The majority of the time, ghosting has more to do with the person ghosting rather than the one being ghosted since it is a way to avoid difficult emotions. Instead of having an uncomfortable conversation, many find it easy to disappear entirely in order to avoid facing the person. Many ghosters have trouble with confrontation or have fear of hurting someone’s feelings; therefore, they believe their best solution would be to stay silent. Additionally, it is not uncommon for those who ghost to not care about the person on the other end and have a major lack of empathy for them.
Anxiety is another common reason people ghost others. Some ghosters fear rejection, or worry about the outcome of difficult conversations. In some cases, people dealing with depression or stress might, for example, withdraw from a relationship altogether, not because they don’t care but because they lack the energy to stay engaged in conversation. Others may ghost because they feel like they are not good enough for the other person, leading them to sabotage the relationship for themselves. Social media has made ghosting easier than ever. With many options of what to do in a situation like this at our fingertips on social media, it is easy to move on to the next person without an explanation. People often quickly switch to someone new without considering the emotions involved when in a relationship or even friendship.
Being ghosted can make someone question themselves, even though it usually isn’t their fault. Without closure, it’s natural to wonder what went wrong. Many people replay their conversations, looking for a mistake on their end or for justification for what went wrong.
Ghosting can cause a reaction similar to grief. At first there is shock and confusion, followed by sadness and frustration due to some people blaming themselves. Without a clear and defined breakup, it can be hard to move on, since there is no final conversation to give the closure.
Not all ghostings happen overnight. “Soft ghosting” is when someone slowly disengages themselves instead of cutting off all communication at once. They may take longer to reply to text, cancel plans more often or stop sharing details about their personal life. Instead of saying they’ve lost interest, they let the relationship fade out on its own.
Some people believe soft ghosting is a nicer way to end things, but nevertheless it is still painful. The person being ghosted may not realize what is happening right away, making the situation even more confusing.
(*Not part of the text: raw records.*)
//! Hexasphere Configuration and Builder
//!
//! This module provides configuration types for deterministic hexasphere construction.
//! The topology is decided entirely by the division count; radius and hex size only
//! change where the geometry lands.

#[cfg(feature = "serde")]
use serde::{Deserialize, Serialize};

use crate::error::{HexasphereError, Result};

/// Largest division count accepted by the builder
///
/// 512 divisions yields 2,621,442 tiles, which is already a multi-gigabyte build.
pub const MAX_DIVISIONS: usize = 512;

/// Number of tiles produced by a given division count: `10 * d^2 + 2`
///
/// Exactly 12 of them are pentagons, the rest are hexagons.
#[inline]
pub fn expected_tile_count(divisions: usize) -> usize {
    10 * divisions * divisions + 2
}

/// Globe size presets
///
/// Each preset maps to a division count. Doubling the divisions roughly
/// quadruples the tile count.
#[cfg_attr(feature = "serde", derive(Serialize, Deserialize))]
#[derive(Debug, Clone, Copy, PartialEq, Eq)]
pub enum GlobeSize {
    /// 1 division: the 12 icosahedron pentagons and nothing else
    Pentagons,
    /// 2 divisions: one hexagon between each pair of pentagons (42 tiles)
    Tiny,
    /// 4 divisions: 162 tiles
    Small,
    /// 8 divisions: 642 tiles
    Medium,
    /// 16 divisions: 2,562 tiles (default)
    Large,
    /// 64 divisions: 40,962 tiles
    World,
    /// Explicit division count
    Custom(usize),
}

impl GlobeSize {
    /// Get the division count for this preset
    pub fn divisions(self) -> usize {
        match self {
            GlobeSize::Pentagons => 1,
            GlobeSize::Tiny => 2,
            GlobeSize::Small => 4,
            GlobeSize::Medium => 8,
            GlobeSize::Large => 16,
            GlobeSize::World => 64,
            GlobeSize::Custom(divisions) => divisions,
        }
    }

    /// Get the tile count this preset produces
    pub fn tile_count(self) -> usize {
        expected_tile_count(self.divisions())
    }

    /// Get a human-readable name for this preset
    pub fn name(self) -> &'static str {
        match self {
            GlobeSize::Pentagons => "Pentagons",
            GlobeSize::Tiny => "Tiny",
            GlobeSize::Small => "Small",
            GlobeSize::Medium => "Medium",
            GlobeSize::Large => "Large",
            GlobeSize::World => "World",
            GlobeSize::Custom(_) => "Custom",
        }
    }
}

impl Default for GlobeSize {
    fn default() -> Self {
        GlobeSize::Large
    }
}

/// Configuration for hexasphere construction
///
/// The same configuration always produces the identical tile set, with tile IDs
/// assigned in the same order.
///
/// # Example
///
/// ```rust
/// use hexasphere_life::*;
///
/// let config = HexasphereConfig::new(1.0, 4, 0.9).unwrap();
/// assert_eq!(config.tile_count(), 162);
///
/// assert!(HexasphereConfig::new(1.0, 0, 0.9).is_err());
/// ```
#[cfg_attr(feature = "serde", derive(Serialize, Deserialize))]
#[derive(Debug, Clone, Copy, PartialEq)]
pub struct HexasphereConfig {
    /// Sphere radius in world units; every tile centre and boundary vertex lands on it
    pub radius: f64,

    /// Number of times each icosahedron edge is split
    pub divisions: usize,

    /// Fraction in `(0, 1]` of the way from the tile centre to each face centroid
    /// at which boundary vertices are placed
    ///
    /// - 1.0: tiles touch their neighbours
    /// - 0.9: visible gaps between tiles
    pub hex_size: f64,
}

impl HexasphereConfig {
    /// Create and validate a configuration in one call
    ///
    /// # Errors
    ///
    /// Returns `InvalidConfig` when any argument is out of range.
    pub fn new(radius: f64, divisions: usize, hex_size: f64) -> Result<Self> {
        HexasphereConfigBuilder::new()
            .radius(radius)?
            .divisions(divisions)?
            .hex_size(hex_size)?
            .build()
    }

    /// Get the tile count this configuration will produce
    #[inline]
    pub fn tile_count(&self) -> usize {
        expected_tile_count(self.divisions)
    }

    /// Re-check every field
    ///
    /// Fields are public, so a configuration can be edited after building.
    pub fn validate(&self) -> Result<()> {
        validate_radius(self.radius)?;
        validate_divisions(self.divisions)?;
        validate_hex_size(self.hex_size)?;
        Ok(())
    }
}

impl Default for HexasphereConfig {
    fn default() -> Self {
        Self {
            radius: 1.0,
            divisions: GlobeSize::default().divisions(),
            hex_size: 1.0,
        }
    }
}

fn validate_radius(radius: f64) -> Result<()> {
    if !radius.is_finite() || radius <= 0.0 {
        return Err(HexasphereError::InvalidConfig(format!(
            "radius must be positive and finite (got {})",
            radius
        )));
    }
    Ok(())
}

fn validate_divisions(divisions: usize) -> Result<()> {
    if !(1..=MAX_DIVISIONS).contains(&divisions) {
        return Err(HexasphereError::InvalidConfig(format!(
            "divisions must be in 1..={} (got {})",
            MAX_DIVISIONS, divisions
        )));
    }
    Ok(())
}

fn validate_hex_size(hex_size: f64) -> Result<()> {
    if !(hex_size > 0.0 && hex_size <= 1.0) {
        return Err(HexasphereError::InvalidConfig(format!(
            "hex size must be in (0, 1] (got {})",
            hex_size
        )));
    }
    Ok(())
}

/// Builder for creating HexasphereConfig with validation
///
/// # Example
///
/// ```rust
/// use hexasphere_life::*;
///
/// // Use defaults
/// let config = HexasphereConfigBuilder::new().build().unwrap();
/// assert_eq!(config.divisions, 16);
///
/// // Customize
/// let config = HexasphereConfigBuilder::new()
///     .globe_size(GlobeSize::Small)
///     .radius(6371.0)
///     .unwrap()
///     .hex_size(0.95)
///     .unwrap()
///     .build()
///     .unwrap();
/// assert_eq!(config.divisions, 4);
/// ```
#[derive(Debug, Clone)]
pub struct HexasphereConfigBuilder {
    radius: f64,
    divisions: usize,
    hex_size: f64,
}

impl HexasphereConfigBuilder {
    /// Create a new builder with default values
    ///
    /// Defaults:
    /// - radius: 1.0
    /// - divisions: 16 (`GlobeSize::Large`, 2,562 tiles)
    /// - hex_size: 1.0 (tiles touch)
    pub fn new() -> Self {
        let defaults = HexasphereConfig::default();
        Self {
            radius: defaults.radius,
            divisions: defaults.divisions,
            hex_size: defaults.hex_size,
        }
    }

    /// Set the sphere radius
    ///
    /// # Errors
    ///
    /// Returns `InvalidConfig` if radius is not a positive finite number
    pub fn radius(mut self, radius: f64) -> Result<Self> {
        validate_radius(radius)?;
        self.radius = radius;
        Ok(self)
    }

    /// Set the division count directly
    ///
    /// # Errors
    ///
    /// Returns `InvalidConfig` if divisions is 0 or above `MAX_DIVISIONS`
    pub fn divisions(mut self, divisions: usize) -> Result<Self> {
        validate_divisions(divisions)?;
        self.divisions = divisions;
        Ok(self)
    }

    /// Set the division count from a preset
    ///
    /// `GlobeSize::Custom` values are checked in `build()`.
    pub fn globe_size(mut self, size: GlobeSize) -> Self {
        self.divisions = size.divisions();
        self
    }

    /// Set the hex size fraction
    ///
    /// # Errors
    ///
    /// Returns `InvalidConfig` if hex size is outside `(0, 1]`
    pub fn hex_size(mut self, hex_size: f64) -> Result<Self> {
        validate_hex_size(hex_size)?;
        self.hex_size = hex_size;
        Ok(self)
    }

    /// Build the configuration
    pub fn build(self) -> Result<HexasphereConfig> {
        let config = HexasphereConfig {
            radius: self.radius,
            divisions: self.divisions,
            hex_size: self.hex_size,
        };
        config.validate()?;
        Ok(config)
    }
}

impl Default for HexasphereConfigBuilder {
    fn default() -> Self {
        Self::new()
    }
}

#[cfg(test)]
mod tests {
    use super::*;

    #[test]
    fn test_globe_size_divisions() {
        assert_eq!(GlobeSize::Pentagons.divisions(), 1);
        assert_eq!(GlobeSize::Tiny.divisions(), 2);
        assert_eq!(GlobeSize::Small.divisions(), 4);
        assert_eq!(GlobeSize::Medium.divisions(), 8);
        assert_eq!(GlobeSize::Large.divisions(), 16);
        assert_eq!(GlobeSize::World.divisions(), 64);
        assert_eq!(GlobeSize::Custom(144).divisions(), 144);
        assert_eq!(GlobeSize::Custom(144).name(), "Custom");
    }

    #[test]
    fn test_globe_size_tile_counts() {
        assert_eq!(GlobeSize::Pentagons.tile_count(), 12);
        assert_eq!(GlobeSize::Tiny.tile_count(), 42);
        assert_eq!(GlobeSize::Small.tile_count(), 162);
        assert_eq!(GlobeSize::Medium.tile_count(), 642);
        assert_eq!(GlobeSize::Large.tile_count(), 2562);
        assert_eq!(GlobeSize::World.tile_count(), 40962);
    }

    #[test]
    fn test_builder_defaults() {
        let config = HexasphereConfigBuilder::new().build().unwrap();
        assert_eq!(config.radius, 1.0);
        assert_eq!(config.divisions, 16);
        assert_eq!(config.hex_size, 1.0);
        assert_eq!(config, HexasphereConfig::default());
    }

    #[test]
    fn test_builder_custom() {
        let config = HexasphereConfigBuilder::new()
            .radius(10.0)
            .unwrap()
            .divisions(3)
            .unwrap()
            .hex_size(0.5)
            .unwrap()
            .build()
            .unwrap();

        assert_eq!(config.radius, 10.0);
        assert_eq!(config.divisions, 3);
        assert_eq!(config.hex_size, 0.5);
        assert_eq!(config.tile_count(), 92);
    }

    #[test]
    fn test_invalid_divisions() {
        assert!(HexasphereConfigBuilder::new().divisions(0).is_err());
        assert!(HexasphereConfigBuilder::new()
            .divisions(MAX_DIVISIONS + 1)
            .is_err());
        assert!(HexasphereConfigBuilder::new()
            .globe_size(GlobeSize::Custom(0))
            .build()
            .is_err());
    }

    #[test]
    fn test_invalid_radius() {
        assert!(HexasphereConfigBuilder::new().radius(0.0).is_err());
        assert!(HexasphereConfigBuilder::new().radius(-5.0).is_err());
        assert!(HexasphereConfigBuilder::new().radius(f64::NAN).is_err());
        assert!(HexasphereConfigBuilder::new().radius(f64::INFINITY).is_err());
    }

    #[test]
    fn test_invalid_hex_size() {
        assert!(HexasphereConfigBuilder::new().hex_size(0.0).is_err());
        assert!(HexasphereConfigBuilder::new().hex_size(1.01).is_err());
        assert!(HexasphereConfigBuilder::new().hex_size(f64::NAN).is_err());
        assert!(HexasphereConfigBuilder::new().hex_size(1.0).is_ok());
    }

    #[test]
    fn test_validate_catches_edited_fields() {
        let mut config = HexasphereConfig::default();
        config.divisions = 0;
        assert!(matches!(
            config.validate(),
            Err(HexasphereError::InvalidConfig(_))
        ));
    }

    #[cfg(feature = "serde")]
    #[test]
    fn test_config_serialization() {
        let config = HexasphereConfig::new(2.5, 8, 0.9).unwrap();

        let json = serde_json::to_string(&config).unwrap();
        let restored: HexasphereConfig = serde_json::from_str(&json).unwrap();

        assert_eq!(config, restored);
    }
}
If someone seems to be pulling away, texting less, avoiding plans or struggling to keep conversations, it may be a sign they are slowly ghosting.
Getting over ghosting takes time but there are ways to cope. Some people choose to send one last message to the ghoster asking for a closure. While this can be beneficial, it’s important to understand that many people who ghost others won’t even bother to reply. Accepting that you may never get the answer you hoped for can be difficult, but it’s the first step to move forward.
Talking to friends can also help. Since ghosting is so common, many people have gone through similar experiences. Sharing your experiences with others who understand can make the process feel less lonely.
Allowing yourself to feel hurt is also a major part of dealing with being ghosted. Many people try to brush off ghosting as no big deal but it is more than normal to still have emotions of sadness.
It’s also important to avoid chasing the ghoster for answers. If someone has made it clear they don’t want to communicate, sending multiple messages and phone calls will only make matters worse. Instead, removing their contact information or unfollowing them on social media can be a good way to begin moving on.
Ghosting is ultimately about the other person’s fears, insecurities and lack of communication skills, not about the person being ghosted with self-worth. Instead of focusing on what went wrong, try to shift your attention to things that are in your control, like spending time with people who treat you with respect and make you feel lively.
Even though ghosting has become common, it doesn’t mean it is the correct way to end a relationship. Avoiding an awkward conversation may seem easier in the moment , but often causes more long term pain. A simple message of explaining you don’t foresee it working out can provide closure and allow both people to move on.
No one enjoys difficult conversations but treating others with respect and acknowledging their feelings will do more good for both people. Whether it be dating, friendships or even professional relationships, being honest, even when it is uncomfortable, will always be the better choice.